The researchers needed to run their speech-enhancement software on the smartphone coupled with the headphones to process the audio using the newest deep-learning techniques. Most commercial applications using AI for voice augmentation rely on sending the audio to the cloud servers because these models have large computing expenditures. Even the most recent smartphones have a fraction of the computing capacity of GPU cards, which are frequently used to execute deep learning, claims Jayaram.
Meta AI provides a 44% improvement in translation quality
As a result, they were able to locate the source by using an already-existing neural network that can be trained to recognize timing variations between two incoming signals. Then, in order for it to function on a smartphone, they stripped this down to its core essentials by lowering the number of parameters and layers. The researchers fed the network’s output into another network that learns to filter out these types of distortions because stripping back the network in this way resulted in a substantial loss in audio quality and the introduction of crackles, static, and pops.
“The innovation was combining two different types of neural networks, each of which could be very lightweight, and in conjunction, they could approach the performance of these really big neural networks that couldn’t run on an iPhone,” explains Jayaram.

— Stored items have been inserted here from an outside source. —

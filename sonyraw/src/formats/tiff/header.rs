// SPDX-License-Identifier: MIT
// Copyright 2021 Daniel Vogelbacher <daniel@chaospixel.com>

use std::io::Read;

use byteorder::{LittleEndian, ReadBytesExt};
use log::warn;
use serde::{Deserialize, Serialize};

use super::{Result, TIFF_MAGIC, TiffError};
use crate::bits::Endian;

/// The 8 byte TIFF header at document start
#[derive(Debug, Copy, Clone, PartialEq, Eq, Serialize, Deserialize)]
pub struct TiffHeader {
  pub endian: Endian,
  pub magic: u16,
  pub first_ifd: u32,
}

impl TiffHeader {
  /// Read the header from the current reader position.
  ///
  /// An unknown byte order marker is fatal. A magic value other than 42
  /// is not: the header is returned together with an
  /// [`TiffError::UnreliableOffset`] warning, because `first_ifd` can't be trusted.
  pub fn read<R: Read>(reader: &mut R) -> Result<(TiffHeader, Option<TiffError>)> {
    let endian = match reader.read_u16::<LittleEndian>()? {
      0x4949 => Endian::Little,
      0x4d4d => Endian::Big,
      x => {
        return Err(TiffError::MalformedHeader(x));
      }
    };
    let mut buf = [0; 6];
    reader.read_exact(&mut buf)?;
    let header = TiffHeader {
      endian,
      magic: endian.read_u16(&buf, 0),
      first_ifd: endian.read_u32(&buf, 2),
    };
    let warning = if header.magic != TIFF_MAGIC {
      warn!("Invalid magic marker for TIFF: {}, IFD offsets are unreliable", header.magic);
      Some(TiffError::UnreliableOffset(header.magic))
    } else {
      None
    };
    Ok((header, warning))
  }
}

Compared to the Apple AirPods Pro, the ClearBuds consistently outperformed them in signal-to-distortion ratio. Additionally, 37 participants rated audio recordings taken from noisy real-world settings like crowded crossroads or loud diners. The ones analyzed by ClearBuds’ neural network were discovered to have the best overall noise cancellation. In practical tests, eight participants found that the ClearBuds were much more preferable to the call-making equipment they typically used.

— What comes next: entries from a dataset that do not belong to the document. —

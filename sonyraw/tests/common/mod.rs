// SPDX-License-Identifier: LGPL-2.1
// Copyright 2021 Daniel Vogelbacher <daniel@chaospixel.com>

#![allow(dead_code)]

use std::io::{Cursor, Read, Seek, SeekFrom};

use sonyraw::{
  bits::Endian,
  decoders::arw::decrypt::{PadStream, sony_encrypt},
  decompressors::craw::CrawBlock,
};

/// A tag to write into a synthetic IFD
pub enum Tag {
  Short(u16, Vec<u16>),
  Long(u16, Vec<u32>),
  Ascii(u16, &'static str),
  Undefined(u16, Vec<u8>),
  Rational(u16, Vec<(u32, u32)>),
  /// Entry with 4 bytes stored as is in the value field
  Word(u16, u16, [u8; 4]),
  /// Entry with arbitrary type id and value field
  Raw(u16, u16, u32, u32),
}

impl Tag {
  fn id(&self) -> u16 {
    match self {
      Tag::Short(t, _) | Tag::Long(t, _) | Tag::Ascii(t, _) | Tag::Undefined(t, _) | Tag::Rational(t, _) => *t,
      Tag::Word(t, _, _) | Tag::Raw(t, _, _, _) => *t,
    }
  }

  fn typ_count(&self) -> (u16, u32) {
    match self {
      Tag::Short(_, v) => (3, v.len() as u32),
      Tag::Long(_, v) => (4, v.len() as u32),
      Tag::Ascii(_, s) => (2, s.len() as u32 + 1),
      Tag::Undefined(_, v) => (7, v.len() as u32),
      Tag::Rational(_, v) => (5, v.len() as u32),
      Tag::Word(_, typ, _) => (*typ, 4),
      Tag::Raw(_, typ, count, _) => (*typ, *count),
    }
  }

  /// Value bytes with elements in the given byte order
  fn bytes(&self, endian: Endian) -> Vec<u8> {
    let mut out = Vec::new();
    let put16 = |out: &mut Vec<u8>, v: u16| {
      let mut b = [0; 2];
      endian.write_u16(&mut b, v);
      out.extend_from_slice(&b);
    };
    match self {
      Tag::Short(_, v) => v.iter().for_each(|x| put16(&mut out, *x)),
      Tag::Long(_, v) => v.iter().for_each(|x| out.extend_from_slice(&word(endian, *x))),
      Tag::Ascii(_, s) => {
        out.extend_from_slice(s.as_bytes());
        out.push(0);
      }
      Tag::Undefined(_, v) => out.extend_from_slice(v),
      Tag::Rational(_, v) => v.iter().for_each(|(n, d)| {
        out.extend_from_slice(&word(endian, *n));
        out.extend_from_slice(&word(endian, *d));
      }),
      Tag::Word(_, _, b) => out.extend_from_slice(b),
      Tag::Raw(..) => {}
    }
    out
  }
}

pub fn word(endian: Endian, v: u32) -> [u8; 4] {
  let mut b = [0; 4];
  endian.write_u32(&mut b, v);
  b
}

/// Writes TIFF documents in either byte order.
///
/// Inline values are packed MSB first into the value field, the
/// value field itself is written in document byte order.
pub struct DocBuilder {
  pub endian: Endian,
  pub buf: Vec<u8>,
}

impl DocBuilder {
  pub fn new(endian: Endian) -> Self {
    let mut buf = match endian {
      Endian::Little => b"II".to_vec(),
      Endian::Big => b"MM".to_vec(),
    };
    let mut magic = [0; 2];
    endian.write_u16(&mut magic, 42);
    buf.extend_from_slice(&magic);
    buf.extend_from_slice(&[0; 4]);
    Self { endian, buf }
  }

  pub fn set_magic(&mut self, magic: u16) {
    let endian = self.endian;
    endian.write_u16(&mut self.buf[2..4], magic);
  }

  pub fn set_first_ifd(&mut self, offset: u32) {
    self.patch32(4, offset);
  }

  pub fn patch32(&mut self, pos: u32, v: u32) {
    let pos = pos as usize;
    self.buf[pos..pos + 4].copy_from_slice(&word(self.endian, v));
  }

  fn align(&mut self) {
    if self.buf.len() % 2 == 1 {
      self.buf.push(0);
    }
  }

  pub fn len(&self) -> u32 {
    self.buf.len() as u32
  }

  /// Append a data blob, returns its offset
  pub fn append(&mut self, data: &[u8]) -> u32 {
    self.align();
    let offset = self.len();
    self.buf.extend_from_slice(data);
    offset
  }

  /// Write an IFD followed by its out of line values, returns the IFD offset
  pub fn ifd(&mut self, tags: &[Tag]) -> u32 {
    self.align();
    let offset = self.len();
    let mut data_pos = offset + 2 + 12 * tags.len() as u32 + 4;
    let mut blobs = Vec::new();
    let mut table = Vec::new();
    table.extend_from_slice(&self.short(tags.len() as u16));
    for tag in tags {
      let (typ, count) = tag.typ_count();
      let value_field = match tag {
        Tag::Raw(_, _, _, value_field) => *value_field,
        Tag::Word(_, _, bytes) => self.endian.read_u32(bytes, 0),
        _ => {
          let bytes = tag.bytes(self.endian);
          if bytes.len() <= 4 {
            // Repack elements MSB first
            let mut packed = [0; 4];
            let be = tag.bytes(Endian::Big);
            packed[..be.len()].copy_from_slice(&be);
            u32::from_be_bytes(packed)
          } else {
            let pos = data_pos;
            data_pos += bytes.len() as u32 + (bytes.len() as u32 & 1);
            blobs.push(bytes);
            pos
          }
        }
      };
      table.extend_from_slice(&self.short(tag.id()));
      table.extend_from_slice(&self.short(typ));
      table.extend_from_slice(&word(self.endian, count));
      table.extend_from_slice(&word(self.endian, value_field));
    }
    table.extend_from_slice(&[0; 4]);
    self.buf.extend_from_slice(&table);
    for blob in blobs {
      self.buf.extend_from_slice(&blob);
      self.align();
    }
    offset
  }

  /// Set the next IFD pointer of the IFD at `ifd`
  pub fn link(&mut self, ifd: u32, next: u32) {
    let count = self.endian.read_u16(&self.buf, ifd as usize) as u32;
    self.patch32(ifd + 2 + 12 * count, next);
  }

  pub fn encrypt(&mut self, offset: u32, len: u32, key: [u8; 4]) {
    let range = offset as usize..(offset + len) as usize;
    let cipher = sony_encrypt(&self.buf[range.clone()], key);
    self.buf[range].copy_from_slice(&cipher);
  }

  fn short(&self, v: u16) -> [u8; 2] {
    let mut b = [0; 2];
    self.endian.write_u16(&mut b, v);
    b
  }

  pub fn finish(self) -> Vec<u8> {
    self.buf
  }
}

pub const SR2_KEY: [u8; 4] = [0x12, 0x34, 0x56, 0x78];
pub const RAW_WIDTH: usize = 32;
pub const RAW_HEIGHT: usize = 2;

/// Options for [`build_arw`]
#[derive(Debug, Clone)]
pub struct ArwOptions {
  pub endian: Endian,
  /// Encrypt the raw strip with this key
  pub raw_key: Option<[u8; 4]>,
  /// Announce a different strip length than written
  pub strip_len: Option<u32>,
  /// Announce other raw dimensions than written, as LONG tags
  pub dimensions: Option<(u32, u32)>,
  pub with_private: bool,
}

impl Default for ArwOptions {
  fn default() -> Self {
    Self {
      endian: Endian::Little,
      raw_key: None,
      strip_len: None,
      dimensions: None,
      with_private: true,
    }
  }
}

pub struct SampleArw {
  pub data: Vec<u8>,
  pub preview: Vec<u8>,
  pub preview_offset: u32,
  pub sr2_offset: u32,
  pub sr2_length: u32,
  pub raw_offset: u32,
  pub pixels: Vec<u16>,
}

/// Tiny grayscale JPEG of 8x8 pixels
pub fn tiny_jpeg() -> Vec<u8> {
  let img = image::GrayImage::from_fn(8, 8, |x, y| image::Luma([(x * 16 + y) as u8]));
  let mut out = Cursor::new(Vec::new());
  img.write_to(&mut out, image::ImageFormat::Jpeg).unwrap();
  out.into_inner()
}

pub fn raw_blocks() -> Vec<CrawBlock> {
  let deltas: [u8; 14] = core::array::from_fn(|i| i as u8 * 9);
  vec![
    CrawBlock {
      max: 2000,
      min: 0,
      max_idx: 0,
      min_idx: 1,
      deltas: [0; 14],
    },
    CrawBlock {
      max: 1500,
      min: 100,
      max_idx: 15,
      min_idx: 3,
      deltas,
    },
    CrawBlock {
      max: 200,
      min: 150,
      max_idx: 7,
      min_idx: 8,
      deltas: [3; 14],
    },
    CrawBlock {
      max: 2047,
      min: 2047,
      max_idx: 2,
      min_idx: 2,
      deltas: [127; 14],
    },
  ]
}

/// Build an ARW like container.
///
/// IFD0 carries make, model, the DNGPrivateData pointer and a SubIFD with
/// the compressed raw strip. IFD1 carries the JPEG preview. The SR2 private
/// IFD points to an encrypted SR2 sub IFD with black, white and WB levels.
pub fn build_arw(opts: &ArwOptions) -> SampleArw {
  let mut doc = DocBuilder::new(opts.endian);
  let preview = tiny_jpeg();
  let preview_offset = doc.append(&preview);

  let blocks = raw_blocks();
  let mut strip: Vec<u8> = blocks.iter().flat_map(|b| b.pack()).collect();
  // Two blocks per row, so block order is row order
  let pixels: Vec<u16> = blocks.iter().flat_map(|b| b.decompress()).collect();
  if let Some(key) = opts.raw_key {
    PadStream::new(key).apply(&mut strip);
  }
  let raw_offset = doc.append(&strip);

  let sr2_offset = doc.ifd(&[
    Tag::Short(0x7310, vec![512, 512, 512, 512]),
    Tag::Short(0x7313, vec![2048, 1024, 1024, 1536]),
    Tag::Short(0x787F, vec![15360, 15360, 15360]),
  ]);
  let sr2_length = doc.len() - sr2_offset;
  doc.encrypt(sr2_offset, sr2_length, SR2_KEY);
  let private = doc.ifd(&[
    Tag::Long(0x7200, vec![sr2_offset]),
    Tag::Long(0x7201, vec![sr2_length]),
    Tag::Word(0x7221, 7, SR2_KEY),
  ]);

  let (width, height) = match opts.dimensions {
    Some((w, h)) => (Tag::Long(0x0100, vec![w]), Tag::Long(0x0101, vec![h])),
    None => (Tag::Short(0x0100, vec![RAW_WIDTH as u16]), Tag::Short(0x0101, vec![RAW_HEIGHT as u16])),
  };
  let raw_ifd = doc.ifd(&[
    width,
    height,
    Tag::Short(0x0102, vec![8]),
    Tag::Short(0x0103, vec![32767]),
    Tag::Long(0x0111, vec![raw_offset]),
    Tag::Long(0x0117, vec![opts.strip_len.unwrap_or(strip.len() as u32)]),
    Tag::Short(0x7000, vec![2]),
  ]);

  let ifd1 = doc.ifd(&[Tag::Long(0x0201, vec![preview_offset]), Tag::Long(0x0202, vec![preview.len() as u32])]);

  let mut ifd0_tags = vec![
    Tag::Ascii(0x010F, "SONY"),
    Tag::Ascii(0x0110, "ILCE-7M3"),
    Tag::Rational(0x011A, vec![(350, 1)]),
    Tag::Long(0x014A, vec![raw_ifd]),
  ];
  if opts.with_private {
    ifd0_tags.push(Tag::Word(0xC634, 1, word(opts.endian, private)));
  }
  let ifd0 = doc.ifd(&ifd0_tags);
  doc.link(ifd0, ifd1);
  doc.set_first_ifd(ifd0);

  SampleArw {
    data: doc.finish(),
    preview,
    preview_offset,
    sr2_offset,
    sr2_length,
    raw_offset,
    pixels,
  }
}

/// Reader that counts all I/O operations
pub struct CountingReader<R> {
  inner: R,
  pub reads: usize,
  pub seeks: usize,
}

impl<R> CountingReader<R> {
  pub fn new(inner: R) -> Self {
    Self { inner, reads: 0, seeks: 0 }
  }
}

impl<R: Read> Read for CountingReader<R> {
  fn read(&mut self, buf: &mut [u8]) -> std::io::Result<usize> {
    self.reads += 1;
    self.inner.read(buf)
  }
}

impl<R: Seek> Seek for CountingReader<R> {
  fn seek(&mut self, pos: SeekFrom) -> std::io::Result<u64> {
    self.seeks += 1;
    self.inner.seek(pos)
  }
}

According to Tillman Weyde, a reader in machine learning at the City University of London, the output does have some distortions. Still, overall, the algorithm is very good at eliminating background noise and voices. He continues, “This is a great result from a student and academic team that has obviously put a tremendous amount of work into this project to make effective progress on a problem that affects hundreds of millions of people using wireless earbuds.”

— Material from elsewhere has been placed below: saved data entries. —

// SPDX-License-Identifier: LGPL-2.1
// Copyright 2021 Daniel Vogelbacher <daniel@chaospixel.com>

use clap::ArgMatches;
use log::debug;
use serde::Serialize;
use sonyraw::analyze::{analyze_metadata, dump_ifds};
use std::path::PathBuf;

use crate::AppError;

pub(crate) fn print_output<T: Serialize + ?Sized>(obj: &T, options: &ArgMatches) -> crate::Result<()> {
  if options.get_flag("yaml") {
    let yaml = serde_yaml::to_string(obj)?;
    println!("{}", yaml);
  } else {
    let json = serde_json::to_string_pretty(obj)?;
    println!("{}", json);
  }
  Ok(())
}

/// Entry point for Clap sub command `analyze`
pub async fn analyze(options: &ArgMatches) -> crate::Result<()> {
  let in_file: &PathBuf = options.get_one("FILE").ok_or(AppError::InvalidCmdSwitch("FILE not available".into()))?;

  debug!("Infile: {:?}", in_file);

  if options.get_flag("dump") {
    for line in dump_ifds(in_file)? {
      println!("{}", line);
    }
  } else {
    let analyze = analyze_metadata(in_file)?;
    print_output(&analyze, options)?;
  }
  Ok(())
}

The work is really good, but one constraint is that it takes 109 milliseconds to transmit the audio to the smartphone and then process it, according to Alexandre Défossez, a research scientist at Facebook AI Research Paris.
“We always get 50 to 100 milliseconds of latency from the network. Adding an extra 100 milliseconds is a big price to pay. As the communication stack becomes smarter and smarter, we will end up with fairly noticeable and annoying delays in all our communications,” he explains.